On September 28, 2018, the Company renewed the Loan and Security agreement in the amount of $15.9 million for an additional six months with an option to renew for an additional six months at the satisfaction of the lender. The renewed Loan and Security agreement bears interest at 12.75% and is serviced by six months of interest only payments, followed by six months of interest only payments in the event that it is renewed. The Company also entered into a Warrant Amendment Agreement which amended the exercise price of the previously issued warrants to $0.20 per share from $0.27 per share and extended the expiry date to January 21, 2021. All covenants and collateral remain the same.

On October 1, 2018, the Company issued the lender and additional 248,209 share purchase warrants. Each warrant entitles the lender to acquire one common share in the Company at an exercise price of $0.20 per warrant. The warrants expire on January 21, 2021.

The Company has entered into discussions with the lender to renew the loan and security agreement for an additional year after the current maturity date of March 28, 2019. Management is confident that an extension will be executed.

Operating loan, term loan and equipment term loan facility:

On May 10, 2017, the Company signed a $1 million operating loan agreement bearing interest at a rate of prime plus 3.3% and secured by the Company's accounts receivables and restricted cash. The operating loan facility required that the Company's current ratio does not fall below 1.50:1.00 and effective September 30, 2017, the debt service coverage ratio not be less than 1.50:1.00, calculated in accordance with the formula set forth in the agreement. 

On March 28, 2018, the Company signed a $13.5 million credit facility, comprised of a $3 million operating loan facility, which replaces the $1 million operating loan facility, a $2.5 million non-revolving term loan facility, which was used to pay out the guarantee from the Loan and Security agreement, and an $8 million equipment finance term loan facility. The operating loan facility is payable on demand by the lender, bears interest at a rate of prime plus 3.3% and is secured by the Company's accounts receivable. The term facility matures in two years, bears interest at a rate of prime plus 3.3% and is secured by a shareholder guarantee. The shareholder guarantee bears interest at a rate of 5.0% per annum and is paid monthly through the issuance of shares. The equipment finance loan is amortized over 36 months, bears interest at a rate of 6.1% and is repayable in equal monthly installments of principal and interest over the term. The equipment finance loan will be used to finance 75% of the cost of new equipment purchased. The credit facility requires that the Company's current ratio does not fall below 1.50:1.00, the debt service coverage ratio does not fall below 1.25:1.00 and the share value of the shares pledged under the shareholder guarantee not be less than 1.25 times the value of the outstanding term facility.     
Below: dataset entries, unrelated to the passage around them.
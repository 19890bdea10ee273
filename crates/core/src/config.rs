//! Configuration management for the AutoDPIA tooling.
//!
//! This module handles loading and merging configuration from multiple sources:
//! - Defaults
//! - Config file (.autodpia/config.yaml)
//! - Environment variables
//! - Command-line flags
//!
//! Later sources win. Workspace state (token, local templates) lives in `.autodpia/`.

use serde::{Deserialize, Serialize};
use std::path::{Path, PathBuf};

use crate::error::{AppError, AppResult};

/// Default AutoDPIA server endpoint.
pub const DEFAULT_SERVER_URL: &str = "http://localhost:8080";

/// Known storage backends.
pub const KNOWN_BACKENDS: [&str; 2] = ["remote", "local"];

/// Main application configuration.
#[derive(Debug, Clone, Serialize, Deserialize)]
pub struct AppConfig {
    /// Path to the workspace root (contains .autodpia/)
    pub workspace: PathBuf,

    /// Optional config file path
    pub config_file: Option<PathBuf>,

    /// Base URL of the AutoDPIA API
    pub server_url: String,

    /// Template storage backend ("remote" or "local")
    pub backend: String,

    /// Bearer token override (otherwise read from the token file)
    #[serde(skip_serializing)]
    pub token: Option<String>,

    /// HTTP request timeout in seconds
    pub request_timeout_secs: u64,

    /// Interval between task polls in milliseconds
    pub poll_interval_ms: u64,

    /// Log level override
    pub log_level: Option<String>,

    /// Verbose mode (enables debug logging)
    pub verbose: bool,

    /// Disable colored output
    pub no_color: bool,
}

/// Full configuration file structure.
#[derive(Debug, Clone, Default, Serialize, Deserialize)]
struct ConfigFile {
    server: Option<ServerConfig>,
    storage: Option<StorageConfig>,
    tasks: Option<TasksConfig>,
    workspace: Option<WorkspaceConfig>,
    logging: Option<LoggingConfig>,
}

#[derive(Debug, Clone, Serialize, Deserialize)]
struct ServerConfig {
    url: Option<String>,
    #[serde(rename = "timeoutSecs")]
    timeout_secs: Option<u64>,
}

#[derive(Debug, Clone, Serialize, Deserialize)]
struct StorageConfig {
    backend: Option<String>,
}

#[derive(Debug, Clone, Serialize, Deserialize)]
struct TasksConfig {
    #[serde(rename = "pollIntervalMs")]
    poll_interval_ms: Option<u64>,
}

#[derive(Debug, Clone, Serialize, Deserialize)]
struct WorkspaceConfig {
    path: Option<String>,
}

#[derive(Debug, Clone, Serialize, Deserialize)]
struct LoggingConfig {
    level: Option<String>,
    color: Option<bool>,
}

impl Default for AppConfig {
    fn default() -> Self {
        Self {
            workspace: std::env::current_dir().unwrap_or_else(|_| PathBuf::from(".")),
            config_file: None,
            server_url: DEFAULT_SERVER_URL.to_string(),
            backend: "remote".to_string(),
            token: None,
            request_timeout_secs: 30,
            poll_interval_ms: 1000,
            log_level: None,
            verbose: false,
            no_color: false,
        }
    }
}

impl AppConfig {
    /// Load configuration from the config file, environment variables and defaults.
    ///
    /// Environment variables:
    /// - `AUTODPIA_WORKSPACE`: Override workspace path
    /// - `AUTODPIA_CONFIG`: Path to config file
    /// - `AUTODPIA_SERVER`: API base URL
    /// - `AUTODPIA_BACKEND`: Storage backend
    /// - `AUTODPIA_TOKEN`: Bearer token
    /// - `RUST_LOG`: Log level
    /// - `NO_COLOR`: Disable colored output
    ///
    /// # Example
    /// ```no_run
    /// use autodpia_core::config::AppConfig;
    ///
    /// let config = AppConfig::load().expect("Failed to load config");
    /// println!("Server: {}", config.server_url);
    /// ```
    pub fn load() -> AppResult<Self> {
        let mut config = Self::default();

        if let Ok(workspace) = std::env::var("AUTODPIA_WORKSPACE") {
            config.workspace = PathBuf::from(workspace);
        }

        if let Ok(config_file) = std::env::var("AUTODPIA_CONFIG") {
            config.config_file = Some(PathBuf::from(config_file));
        }

        if !config.workspace.exists() {
            return Err(AppError::Config(format!(
                "Workspace directory does not exist: {:?}",
                config.workspace
            )));
        }

        let config_path = config
            .config_file
            .clone()
            .unwrap_or_else(|| config.autodpia_dir().join("config.yaml"));

        if config_path.exists() {
            config = config.merge_yaml(&config_path)?;
        }

        // Environment variables override YAML config
        if let Ok(server) = std::env::var("AUTODPIA_SERVER") {
            config.server_url = server;
        }

        if let Ok(backend) = std::env::var("AUTODPIA_BACKEND") {
            config.backend = backend;
        }

        config.token = std::env::var("AUTODPIA_TOKEN").ok().filter(|t| !t.is_empty());

        if let Ok(level) = std::env::var("RUST_LOG") {
            config.log_level = Some(level);
        }

        if std::env::var("NO_COLOR").is_ok() {
            config.no_color = true;
        }

        Ok(config)
    }

    /// Merge a YAML configuration file into a copy of this config.
    fn merge_yaml(&self, path: &Path) -> AppResult<Self> {
        let contents = std::fs::read_to_string(path).map_err(|e| {
            AppError::Config(format!("Failed to read config file {:?}: {}", path, e))
        })?;

        let config_file: ConfigFile = serde_yaml::from_str(&contents).map_err(|e| {
            AppError::Config(format!("Failed to parse config file {:?}: {}", path, e))
        })?;

        let mut result = self.clone();

        if let Some(path) = config_file.workspace.and_then(|ws| ws.path) {
            result.workspace = PathBuf::from(path);
        }

        if let Some(server) = config_file.server {
            if let Some(url) = server.url {
                result.server_url = url;
            }
            if let Some(timeout) = server.timeout_secs {
                result.request_timeout_secs = timeout;
            }
        }

        if let Some(backend) = config_file.storage.and_then(|s| s.backend) {
            result.backend = backend;
        }

        if let Some(interval) = config_file.tasks.and_then(|t| t.poll_interval_ms) {
            result.poll_interval_ms = interval;
        }

        if let Some(logging) = config_file.logging {
            if let Some(level) = logging.level {
                result.log_level = Some(level);
            }
            if let Some(color) = logging.color {
                result.no_color = !color;
            }
        }

        Ok(result)
    }

    /// Apply CLI overrides to the configuration.
    ///
    /// Command-line flags take precedence over environment variables.
    #[allow(clippy::too_many_arguments)]
    pub fn with_overrides(
        mut self,
        workspace: Option<PathBuf>,
        config_file: Option<PathBuf>,
        server_url: Option<String>,
        backend: Option<String>,
        log_level: Option<String>,
        verbose: bool,
        no_color: bool,
    ) -> Self {
        if let Some(workspace) = workspace {
            self.workspace = workspace;
        }

        if let Some(config_file) = config_file {
            self.config_file = Some(config_file);
        }

        if let Some(server_url) = server_url {
            self.server_url = server_url;
        }

        if let Some(backend) = backend {
            self.backend = backend;
        }

        if let Some(log_level) = log_level {
            self.log_level = Some(log_level);
        }

        if verbose {
            self.verbose = true;
            // Verbose mode implies debug logging
            if self.log_level.is_none() {
                self.log_level = Some("debug".to_string());
            }
        }

        if no_color {
            self.no_color = true;
        }

        self
    }

    /// Get the path to the .autodpia directory.
    pub fn autodpia_dir(&self) -> PathBuf {
        self.workspace.join(".autodpia")
    }

    /// Ensure the .autodpia directory exists.
    pub fn ensure_autodpia_dir(&self) -> AppResult<()> {
        let dir = self.autodpia_dir();
        if !dir.exists() {
            std::fs::create_dir_all(&dir).map_err(|e| {
                AppError::Config(format!("Failed to create .autodpia directory: {}", e))
            })?;
        }
        Ok(())
    }

    /// Path of the stored session token.
    pub fn token_path(&self) -> PathBuf {
        self.autodpia_dir().join("token")
    }

    /// Path of the working copy kept between commands.
    pub fn working_copy_path(&self) -> PathBuf {
        self.autodpia_dir().join("working.json")
    }

    /// Directory holding templates for the local backend.
    pub fn templates_dir(&self) -> PathBuf {
        self.autodpia_dir().join("templates")
    }

    /// Validate the backend choice and server URL.
    pub fn validate(&self) -> AppResult<()> {
        if !KNOWN_BACKENDS.contains(&self.backend.as_str()) {
            return Err(AppError::Config(format!(
                "Unknown backend: {}. Supported: {}",
                self.backend,
                KNOWN_BACKENDS.join(", ")
            )));
        }

        if self.backend == "remote"
            && !(self.server_url.starts_with("http://") || self.server_url.starts_with("https://"))
        {
            return Err(AppError::Config(format!(
                "Server URL must start with http:// or https://: {}",
                self.server_url
            )));
        }

        if self.poll_interval_ms == 0 {
            return Err(AppError::Config(
                "Task poll interval must be greater than zero".to_string(),
            ));
        }

        Ok(())
    }
}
As at September 30, 2018, the Company's current ratio, as defined to exclude the current portion of debt, was 3.52:1.00 and the debt service coverage ratio was 1.26:1.00.

OUTLOOK                           

There is currently an absence of stability and confidence in the Canadian energy market due to the lack of market access which is demonstrated by widening differentials between the West Texas Intermediate and Western Canadian Select. While global commodity prices and drilling activities increased in the oil and gas industry, in Canada drilling and completion activity levels, along with commodity pricing have only increased marginally year over year and are forecasted to remain flat into 2019. While the Company was able to achieve some pricing increases on its rental assets the first half of 2018, the lack of increased drilling activity since then has prevented the Company from achieving any further pricing improvements or expanded utilization of its rental fleet.

The Company anticipates that demand for rental equipment which supports drilling and completions activity in the Western Canadian Sedimentary Basin ("WCSB"), along with its associated rental rates, will remain flat throughout the remainder of 2018 and into 2019. As a result, the Company continues to strengthen its fleet of rental assets with newer equipment which generates higher utilization and pricing, along with lower repairs and maintenance costs while selling off older assets.

The Company is also successfully expanding its market reach and customer base from beyond its traditional upstream energy services customers with its surveillance and security service offering.  These services are targeted to alternative industry segments including industrial facilities, pipeline and commercial construction. By year end the Company will have purchased 130 new hybrid solar light towers, many of these being equipped with high resolution security cameras to meet anticipated demand for services. 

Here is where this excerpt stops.